Un lamentable asunto habían mantenido en secreto, pues no era conveniente que nadie supiera de los apuros económicos que atravesaba la familia, o su ostracismo social sería absoluto. Sobre todo, cuando todavía quedaba la chica más joven por estar casada.
Con este propósito, todos hacían lo posible por aparentar de una opulencia que estaba muy lejos de ser cierta, más aún, cuando el paso del tiempo y del uso convertían sus ropas y accesorios en inapropiados.
Ese era el motivo principal por el que esa mañana Dorelia se había acercado al pueblo, pues quizá pudiese comprar unos guantes para reemplazar los suyos, ya deteriorados. Lamentablemente, sus escasos ahorros impedían que tomara el té en el nuevo establecimiento que había abierto sus puertas en Church Square, y tendría que contentarse con un breve viaje sin distracciones ni caprichos.
Caminó hacia el escaparate de la tienda de la señora Meyer, en donde se podía adquirir desde comestibles en general, hasta los más elegantes tejidos, artículos de mercería y ornamentos que una dama podía necesitar sin tener que acudir a Londres. Antes de entrar, abrió su bolsito y contó las escasas monedas que guardaba en el fondo. En ese instante, una ráfaga de viento se levantó de pronto y amenazó con llevarse con él su sombrero, el chal, o ambos. Al tratar de sujetarlos, el bolsito cayó al suelo sin hacer ruido.
Dorelia se agachó con los párpados entrecerrados para evitar la polvareda que se agitó a su alrededor, y al abrirlos, esta se había disipado por completo. La luz de la mañana de abril brillaba en todo su esplendor, reflejada en los ojos azules y serenos de un desconocido inclinado frente a ella.

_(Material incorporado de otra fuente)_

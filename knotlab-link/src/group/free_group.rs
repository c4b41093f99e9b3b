use std::fmt::Display;
use std::ops::{Add, AddAssign, Sub, SubAssign, Mul, MulAssign, Neg};
use ahash::AHashMap;
use auto_impl_ops::auto_ops;
use itertools::Itertools;
use num_traits::{One, Zero};
use knotlab::Laurent;
use knotlab::util::format::{lc, superscript};

pub type Gen = i64;

/// A reduced word in the free group, as `(generator, exponent)` letters
/// with no zero exponents and no adjacent letters on the same generator.
#[derive(Clone, PartialEq, Eq, PartialOrd, Ord, Hash, Default, Debug)]
pub struct FGWord {
    letters: Vec<(Gen, i64)>
}

impl FGWord {
    pub fn new<I>(letters: I) -> Self
    where I: IntoIterator<Item = (Gen, i64)> {
        let mut res: Vec<(Gen, i64)> = vec![];
        for (g, e) in letters {
            match res.last_mut() {
                Some((h, f)) if *h == g => {
                    *f += e;
                    if *f == 0 {
                        res.pop();
                    }
                },
                _ if e != 0 => res.push((g, e)),
                _ => ()
            }
        }
        Self { letters: res }
    }

    pub fn identity() -> Self {
        Self { letters: vec![] }
    }

    pub fn generator(g: Gen) -> Self {
        Self { letters: vec![(g, 1)] }
    }

    pub fn letters(&self) -> &[(Gen, i64)] {
        &self.letters
    }

    pub fn len(&self) -> usize {
        self.letters.len()
    }

    pub fn is_identity(&self) -> bool {
        self.letters.is_empty()
    }

    pub fn inv(&self) -> Self {
        let letters = self.letters.iter().rev().map(|&(g, e)| (g, -e)).collect();
        Self { letters }
    }

    pub fn pow(&self, k: i64) -> Self {
        let w = if k < 0 { self.inv() } else { self.clone() };
        Self::new((0..k.abs()).flat_map(|_| w.letters.iter().cloned()))
    }

    pub fn exponent_sum(&self) -> i64 {
        self.letters.iter().map(|(_, e)| e).sum()
    }

    pub fn gens(&self) -> impl Iterator<Item = Gen> + '_ {
        self.letters.iter().map(|(g, _)| *g)
    }

    /// Merges the last letter into the first while they share a generator.
    pub fn cyclically_reduced(&self) -> Self {
        let mut w = self.clone();
        while w.len() > 1 {
            let (g, e0) = w.letters[0];
            let (h, e1) = w.letters[w.len() - 1];
            if g != h {
                break
            }
            let mid = w.letters[1..w.len() - 1].iter().cloned();
            w = Self::new([(g, e0 + e1)].into_iter().chain(mid));
        }
        w
    }

    /// The minimum over all cyclic rotations of the word and its inverse,
    /// a normal form for relators up to conjugation and inversion.
    pub fn normal_form(&self) -> Self {
        let w = self.cyclically_reduced();
        if w.is_identity() {
            return w
        }

        let v = w.inv().cyclically_reduced();
        [w, v].iter().flat_map(|u| {
            let n = u.len();
            (0..n).map(move |i| {
                let letters = u.letters[i..].iter().chain(u.letters[..i].iter()).cloned().collect();
                Self { letters }
            })
        }).min().unwrap_or_default()
    }

    /// Replaces every occurrence of `g` with `w`.
    pub fn substitute(&self, g: Gen, w: &FGWord) -> Self {
        Self::new(self.letters.iter().flat_map(|&(h, e)|
            if h == g {
                w.pow(e).letters
            } else {
                vec![(h, e)]
            }
        ))
    }
}

impl Display for FGWord {
    fn fmt(&self, f: &mut std::fmt::Formatter<'_>) -> std::fmt::Result {
        if self.is_identity() {
            return write!(f, "1")
        }
        let s = self.letters.iter().map(|&(g, e)|
            if e == 1 { format!("x{g}") } else { format!("x{g}{}", superscript(e as isize)) }
        ).join("");
        write!(f, "{s}")
    }
}

#[auto_ops]
impl MulAssign<&FGWord> for FGWord {
    fn mul_assign(&mut self, rhs: &FGWord) {
        let letters = std::mem::take(&mut self.letters);
        *self = Self::new(letters.into_iter().chain(rhs.letters.iter().cloned()))
    }
}

impl One for FGWord {
    fn one() -> Self {
        Self::identity()
    }
}

/// An element of the integral group ring of the free group,
/// with terms sorted by word.
#[derive(Clone, PartialEq, Eq, Hash, Default, Debug)]
pub struct FGA {
    terms: Vec<(i64, FGWord)>
}

impl FGA {
    pub fn from_terms<I>(terms: I) -> Self
    where I: IntoIterator<Item = (i64, FGWord)> {
        let mut acc: AHashMap<FGWord, i64> = AHashMap::new();
        for (a, w) in terms {
            *acc.entry(w).or_default() += a;
        }
        let terms = acc.into_iter()
            .filter(|(_, a)| *a != 0)
            .map(|(w, a)| (a, w))
            .sorted_by(|x, y| x.1.cmp(&y.1))
            .collect();
        Self { terms }
    }

    pub fn word(w: FGWord) -> Self {
        Self::from_terms([(1, w)])
    }

    pub fn terms(&self) -> &[(i64, FGWord)] {
        &self.terms
    }

    pub fn scale(&self, k: i64) -> Self {
        Self::from_terms(self.terms.iter().map(|(a, w)| (a * k, w.clone())))
    }

    pub fn substitute(&self, g: Gen, w: &FGWord) -> Self {
        Self::from_terms(self.terms.iter().map(|(a, u)| (*a, u.substitute(g, w))))
    }

    /// Image under the abelianization `g ↦ t`.
    pub fn to_laurent(&self) -> Laurent {
        Laurent::from_terms(self.terms.iter().map(|(a, w)| (w.exponent_sum() as isize, *a)))
    }
}

impl Display for FGA {
    fn fmt(&self, f: &mut std::fmt::Formatter<'_>) -> std::fmt::Result {
        write!(f, "{}", lc(self.terms.iter().map(|(a, w)| (w, a))))
    }
}

#[auto_ops]
impl AddAssign<&FGA> for FGA {
    fn add_assign(&mut self, rhs: &FGA) {
        let terms = std::mem::take(&mut self.terms);
        *self = Self::from_terms(terms.into_iter().chain(rhs.terms.iter().cloned()))
    }
}

#[auto_ops]
impl SubAssign<&FGA> for FGA {
    fn sub_assign(&mut self, rhs: &FGA) {
        let terms = std::mem::take(&mut self.terms);
        *self = Self::from_terms(terms.into_iter().chain(rhs.terms.iter().map(|(a, w)| (-a, w.clone()))))
    }
}

#[auto_ops]
impl MulAssign<&FGA> for FGA {
    fn mul_assign(&mut self, rhs: &FGA) {
        let terms = self.terms.iter().cartesian_product(rhs.terms.iter()).map(|((a, u), (b, v))|
            (a * b, u * v)
        ).collect_vec();
        *self = Self::from_terms(terms)
    }
}

impl Neg for FGA {
    type Output = Self;
    fn neg(self) -> Self {
        self.scale(-1)
    }
}

impl Zero for FGA {
    fn zero() -> Self {
        Self { terms: vec![] }
    }

    fn is_zero(&self) -> bool {
        self.terms.is_empty()
    }
}

impl One for FGA {
    fn one() -> Self {
        Self::word(FGWord::identity())
    }
}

El extraño apartó la mirada, la ayudó a incorporarse con rapidez y se despidió con una urgente reverencia después de devolverle su bolsa. Todo sucedió tan rápido, que Dorelia apenas tuvo tiempo de reaccionar, por culpa de esos ojos azules que se habían clavado en ella y le habían cortado la respiración. No estaba segura de qué había vislumbrado en ellos, pero algo en su interior se estremeció al contemplarlos, aunque apenas había sido un segundo.
Ahora, ya más serena al haberse marchado en caballero, Dorelia lamentó no haber visto el rostro del desconocido por completo, al estar este semioculto por las solapas ribeteadas de piel de zorro de su sobretodo. «Gracias a Dios», pensó para sí al darse cuenta de que tenía la boca abierta y posiblemente su rostro enrojecido. ¿Por eso se habría marchado de manera tan abrupta?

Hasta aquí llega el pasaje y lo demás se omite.